==== Input records

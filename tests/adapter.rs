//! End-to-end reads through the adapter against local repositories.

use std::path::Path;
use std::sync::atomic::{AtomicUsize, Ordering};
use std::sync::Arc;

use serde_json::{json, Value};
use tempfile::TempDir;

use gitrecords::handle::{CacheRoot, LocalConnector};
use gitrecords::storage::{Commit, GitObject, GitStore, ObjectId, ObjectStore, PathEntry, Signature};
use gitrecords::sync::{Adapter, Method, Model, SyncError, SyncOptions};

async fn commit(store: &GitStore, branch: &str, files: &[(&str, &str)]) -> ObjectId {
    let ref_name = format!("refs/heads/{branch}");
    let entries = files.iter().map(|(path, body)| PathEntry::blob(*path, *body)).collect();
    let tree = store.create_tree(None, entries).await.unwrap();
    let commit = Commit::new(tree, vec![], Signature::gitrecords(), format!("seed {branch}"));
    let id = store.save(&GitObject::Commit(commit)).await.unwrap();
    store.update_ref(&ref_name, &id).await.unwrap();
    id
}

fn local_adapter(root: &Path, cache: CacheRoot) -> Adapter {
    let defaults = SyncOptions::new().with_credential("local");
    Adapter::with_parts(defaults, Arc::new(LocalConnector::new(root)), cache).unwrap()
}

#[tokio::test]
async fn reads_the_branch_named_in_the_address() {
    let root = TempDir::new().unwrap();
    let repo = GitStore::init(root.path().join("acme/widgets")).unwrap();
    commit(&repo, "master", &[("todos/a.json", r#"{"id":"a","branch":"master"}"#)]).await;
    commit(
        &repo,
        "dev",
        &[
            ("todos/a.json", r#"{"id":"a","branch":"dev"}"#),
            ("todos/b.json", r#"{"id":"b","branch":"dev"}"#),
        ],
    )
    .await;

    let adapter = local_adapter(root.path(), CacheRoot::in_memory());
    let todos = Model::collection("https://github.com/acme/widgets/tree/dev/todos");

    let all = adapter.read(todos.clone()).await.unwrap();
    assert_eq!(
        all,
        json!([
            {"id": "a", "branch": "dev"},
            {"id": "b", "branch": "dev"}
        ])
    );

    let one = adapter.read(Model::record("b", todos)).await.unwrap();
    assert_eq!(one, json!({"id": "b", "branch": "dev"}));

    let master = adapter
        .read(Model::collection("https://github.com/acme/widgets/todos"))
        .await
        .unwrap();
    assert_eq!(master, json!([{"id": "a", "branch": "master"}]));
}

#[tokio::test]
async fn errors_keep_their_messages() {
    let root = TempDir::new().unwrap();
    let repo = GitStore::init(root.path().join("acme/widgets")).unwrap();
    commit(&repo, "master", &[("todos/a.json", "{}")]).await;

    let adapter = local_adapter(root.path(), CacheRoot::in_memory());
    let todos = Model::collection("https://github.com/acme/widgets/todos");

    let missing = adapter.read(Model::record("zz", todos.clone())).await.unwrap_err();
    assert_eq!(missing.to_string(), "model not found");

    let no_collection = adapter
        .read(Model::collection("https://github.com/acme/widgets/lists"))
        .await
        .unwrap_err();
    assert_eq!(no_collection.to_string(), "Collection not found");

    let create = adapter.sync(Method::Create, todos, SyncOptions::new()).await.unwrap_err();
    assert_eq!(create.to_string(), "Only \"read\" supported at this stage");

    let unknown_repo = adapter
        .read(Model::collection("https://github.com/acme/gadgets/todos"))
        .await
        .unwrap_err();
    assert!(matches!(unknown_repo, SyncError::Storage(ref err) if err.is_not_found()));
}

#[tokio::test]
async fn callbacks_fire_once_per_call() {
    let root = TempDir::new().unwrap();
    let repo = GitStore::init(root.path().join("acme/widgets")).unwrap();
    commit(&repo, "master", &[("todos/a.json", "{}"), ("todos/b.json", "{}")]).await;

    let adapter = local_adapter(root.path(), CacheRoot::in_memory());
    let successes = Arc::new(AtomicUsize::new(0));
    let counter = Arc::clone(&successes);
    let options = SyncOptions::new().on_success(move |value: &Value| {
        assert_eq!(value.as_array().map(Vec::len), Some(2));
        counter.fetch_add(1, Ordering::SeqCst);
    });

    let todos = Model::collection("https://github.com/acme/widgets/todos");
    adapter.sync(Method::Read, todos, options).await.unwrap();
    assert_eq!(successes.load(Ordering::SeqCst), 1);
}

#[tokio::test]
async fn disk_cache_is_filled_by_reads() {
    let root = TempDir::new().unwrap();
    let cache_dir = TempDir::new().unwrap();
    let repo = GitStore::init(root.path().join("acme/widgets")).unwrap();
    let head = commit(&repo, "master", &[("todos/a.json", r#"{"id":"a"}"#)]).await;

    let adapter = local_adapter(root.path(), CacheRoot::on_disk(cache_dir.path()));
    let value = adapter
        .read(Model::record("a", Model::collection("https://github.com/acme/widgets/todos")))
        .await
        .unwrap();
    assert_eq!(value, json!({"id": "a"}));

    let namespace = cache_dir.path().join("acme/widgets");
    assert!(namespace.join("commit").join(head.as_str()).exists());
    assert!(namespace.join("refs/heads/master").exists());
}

========
==== Input records

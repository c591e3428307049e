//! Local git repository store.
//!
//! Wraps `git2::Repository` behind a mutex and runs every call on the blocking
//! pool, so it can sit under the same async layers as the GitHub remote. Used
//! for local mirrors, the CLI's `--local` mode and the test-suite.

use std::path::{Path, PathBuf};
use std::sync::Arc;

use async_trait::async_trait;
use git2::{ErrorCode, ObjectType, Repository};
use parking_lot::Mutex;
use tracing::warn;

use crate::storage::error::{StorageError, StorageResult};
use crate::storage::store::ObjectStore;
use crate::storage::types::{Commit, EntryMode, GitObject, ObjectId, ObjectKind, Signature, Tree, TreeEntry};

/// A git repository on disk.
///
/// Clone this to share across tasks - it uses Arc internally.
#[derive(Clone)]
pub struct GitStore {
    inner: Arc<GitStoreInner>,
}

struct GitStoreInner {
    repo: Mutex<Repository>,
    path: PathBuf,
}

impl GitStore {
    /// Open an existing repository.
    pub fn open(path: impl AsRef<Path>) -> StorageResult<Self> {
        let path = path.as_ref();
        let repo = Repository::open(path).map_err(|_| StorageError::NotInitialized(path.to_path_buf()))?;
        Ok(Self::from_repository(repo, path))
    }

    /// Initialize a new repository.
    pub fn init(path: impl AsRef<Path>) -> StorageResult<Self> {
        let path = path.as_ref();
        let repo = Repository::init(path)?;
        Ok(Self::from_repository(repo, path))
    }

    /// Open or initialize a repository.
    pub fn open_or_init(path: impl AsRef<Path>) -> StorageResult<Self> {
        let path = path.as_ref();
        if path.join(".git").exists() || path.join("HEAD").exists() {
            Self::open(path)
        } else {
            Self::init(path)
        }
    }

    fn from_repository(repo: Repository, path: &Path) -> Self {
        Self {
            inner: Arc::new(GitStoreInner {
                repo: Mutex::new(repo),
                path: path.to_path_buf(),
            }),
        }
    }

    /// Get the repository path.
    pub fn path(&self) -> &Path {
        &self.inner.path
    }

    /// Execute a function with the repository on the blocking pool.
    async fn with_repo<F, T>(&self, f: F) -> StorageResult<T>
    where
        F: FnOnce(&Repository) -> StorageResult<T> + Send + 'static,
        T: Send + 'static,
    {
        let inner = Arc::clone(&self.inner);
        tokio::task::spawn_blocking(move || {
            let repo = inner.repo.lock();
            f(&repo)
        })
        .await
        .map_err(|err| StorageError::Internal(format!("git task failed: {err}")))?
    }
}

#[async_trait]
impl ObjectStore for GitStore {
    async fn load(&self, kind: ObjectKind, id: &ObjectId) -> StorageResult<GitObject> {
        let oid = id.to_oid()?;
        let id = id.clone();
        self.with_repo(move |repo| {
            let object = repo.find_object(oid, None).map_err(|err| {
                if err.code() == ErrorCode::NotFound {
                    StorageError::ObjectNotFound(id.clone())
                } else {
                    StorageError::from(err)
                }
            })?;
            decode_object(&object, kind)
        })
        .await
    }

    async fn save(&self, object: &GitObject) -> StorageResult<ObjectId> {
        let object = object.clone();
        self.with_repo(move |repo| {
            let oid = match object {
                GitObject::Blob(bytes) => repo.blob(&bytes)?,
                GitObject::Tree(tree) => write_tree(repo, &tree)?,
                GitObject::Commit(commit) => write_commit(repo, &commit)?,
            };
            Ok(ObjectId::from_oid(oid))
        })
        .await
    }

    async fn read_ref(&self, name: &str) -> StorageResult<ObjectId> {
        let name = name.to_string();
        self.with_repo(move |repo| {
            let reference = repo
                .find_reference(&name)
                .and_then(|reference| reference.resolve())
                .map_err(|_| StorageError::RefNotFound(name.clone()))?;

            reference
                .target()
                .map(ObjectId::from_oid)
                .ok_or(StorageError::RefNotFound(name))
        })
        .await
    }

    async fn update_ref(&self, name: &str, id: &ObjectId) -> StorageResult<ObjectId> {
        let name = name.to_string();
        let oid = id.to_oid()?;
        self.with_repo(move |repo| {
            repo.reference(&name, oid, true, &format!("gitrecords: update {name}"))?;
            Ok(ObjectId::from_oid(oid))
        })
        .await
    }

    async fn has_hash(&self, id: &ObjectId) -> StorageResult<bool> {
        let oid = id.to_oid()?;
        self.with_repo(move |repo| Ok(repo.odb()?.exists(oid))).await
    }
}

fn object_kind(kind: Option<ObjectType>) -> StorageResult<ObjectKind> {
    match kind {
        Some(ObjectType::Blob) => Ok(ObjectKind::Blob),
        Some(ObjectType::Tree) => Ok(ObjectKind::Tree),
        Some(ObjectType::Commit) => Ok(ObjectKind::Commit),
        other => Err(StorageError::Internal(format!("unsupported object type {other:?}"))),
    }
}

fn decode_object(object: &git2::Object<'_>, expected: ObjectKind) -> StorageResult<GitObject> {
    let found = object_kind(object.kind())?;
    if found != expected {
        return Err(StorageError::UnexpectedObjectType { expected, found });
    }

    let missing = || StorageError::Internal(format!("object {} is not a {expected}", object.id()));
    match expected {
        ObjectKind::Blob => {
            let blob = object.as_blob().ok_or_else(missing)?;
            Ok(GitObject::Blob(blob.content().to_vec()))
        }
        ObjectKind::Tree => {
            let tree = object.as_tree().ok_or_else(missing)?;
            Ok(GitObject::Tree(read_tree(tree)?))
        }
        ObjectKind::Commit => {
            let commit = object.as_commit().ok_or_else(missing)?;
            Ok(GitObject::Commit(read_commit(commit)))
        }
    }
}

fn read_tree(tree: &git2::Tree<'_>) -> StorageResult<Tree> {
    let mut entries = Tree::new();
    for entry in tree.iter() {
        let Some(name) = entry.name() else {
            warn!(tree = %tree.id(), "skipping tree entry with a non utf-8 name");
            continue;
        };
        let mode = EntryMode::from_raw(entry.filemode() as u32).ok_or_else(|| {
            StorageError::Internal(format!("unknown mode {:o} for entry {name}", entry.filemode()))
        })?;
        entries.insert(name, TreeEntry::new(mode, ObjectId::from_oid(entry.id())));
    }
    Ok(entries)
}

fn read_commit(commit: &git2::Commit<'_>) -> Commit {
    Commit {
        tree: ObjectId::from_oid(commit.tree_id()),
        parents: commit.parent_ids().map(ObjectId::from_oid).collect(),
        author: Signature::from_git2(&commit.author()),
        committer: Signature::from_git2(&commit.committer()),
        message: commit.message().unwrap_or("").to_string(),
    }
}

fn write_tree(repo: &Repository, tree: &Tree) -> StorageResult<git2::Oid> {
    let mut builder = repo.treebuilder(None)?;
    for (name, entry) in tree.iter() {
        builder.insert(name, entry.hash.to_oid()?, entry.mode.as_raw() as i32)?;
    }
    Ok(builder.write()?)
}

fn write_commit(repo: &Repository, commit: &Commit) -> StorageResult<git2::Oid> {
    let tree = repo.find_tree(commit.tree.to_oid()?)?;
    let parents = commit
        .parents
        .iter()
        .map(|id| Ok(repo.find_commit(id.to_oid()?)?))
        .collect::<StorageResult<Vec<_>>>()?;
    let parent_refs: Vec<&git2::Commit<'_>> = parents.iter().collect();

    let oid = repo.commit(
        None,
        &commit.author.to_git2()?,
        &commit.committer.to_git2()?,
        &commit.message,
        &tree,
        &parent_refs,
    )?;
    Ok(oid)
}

========
==== Input records

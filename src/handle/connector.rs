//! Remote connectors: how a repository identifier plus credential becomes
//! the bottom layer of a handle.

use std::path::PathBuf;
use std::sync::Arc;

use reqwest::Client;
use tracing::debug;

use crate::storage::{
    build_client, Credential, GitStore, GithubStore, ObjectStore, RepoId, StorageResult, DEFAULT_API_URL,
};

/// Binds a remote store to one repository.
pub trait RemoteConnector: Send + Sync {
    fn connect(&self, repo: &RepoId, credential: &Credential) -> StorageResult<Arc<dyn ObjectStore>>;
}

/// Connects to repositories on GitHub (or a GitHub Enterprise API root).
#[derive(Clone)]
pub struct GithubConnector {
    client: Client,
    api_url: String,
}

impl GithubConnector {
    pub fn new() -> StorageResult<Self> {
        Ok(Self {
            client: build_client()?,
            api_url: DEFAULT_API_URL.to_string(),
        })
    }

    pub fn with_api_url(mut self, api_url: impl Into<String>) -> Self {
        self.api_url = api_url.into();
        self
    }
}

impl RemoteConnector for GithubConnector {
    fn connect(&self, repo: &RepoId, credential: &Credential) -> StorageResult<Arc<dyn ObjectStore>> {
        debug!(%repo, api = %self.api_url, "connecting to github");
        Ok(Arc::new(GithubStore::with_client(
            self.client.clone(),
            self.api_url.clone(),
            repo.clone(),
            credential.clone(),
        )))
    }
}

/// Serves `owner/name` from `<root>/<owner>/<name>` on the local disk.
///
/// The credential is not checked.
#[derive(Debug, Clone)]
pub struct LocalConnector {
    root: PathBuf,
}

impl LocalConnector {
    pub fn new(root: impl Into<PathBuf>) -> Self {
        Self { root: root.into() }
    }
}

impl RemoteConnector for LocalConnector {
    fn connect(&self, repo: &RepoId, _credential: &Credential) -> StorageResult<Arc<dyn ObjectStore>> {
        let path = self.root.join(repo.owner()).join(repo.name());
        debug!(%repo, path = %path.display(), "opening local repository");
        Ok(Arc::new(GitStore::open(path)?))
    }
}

========

> **Assigned task**
Look over the data above and show each line that contains "gitrecords".

> **Result of this exercise**
use gitrecords::handle::{CacheRoot, LocalConnector};
use gitrecords::storage::{Commit, GitObject, GitStore, ObjectId, ObjectStore, PathEntry, Signature};
use gitrecords::sync::{Adapter, Method, Model, SyncError, SyncOptions};
    let commit = Commit::new(tree, vec![], Signature::gitrecords(), format!("seed {branch}"));
            repo.reference(&name, oid, true, &format!("gitrecords: update {name}"))?;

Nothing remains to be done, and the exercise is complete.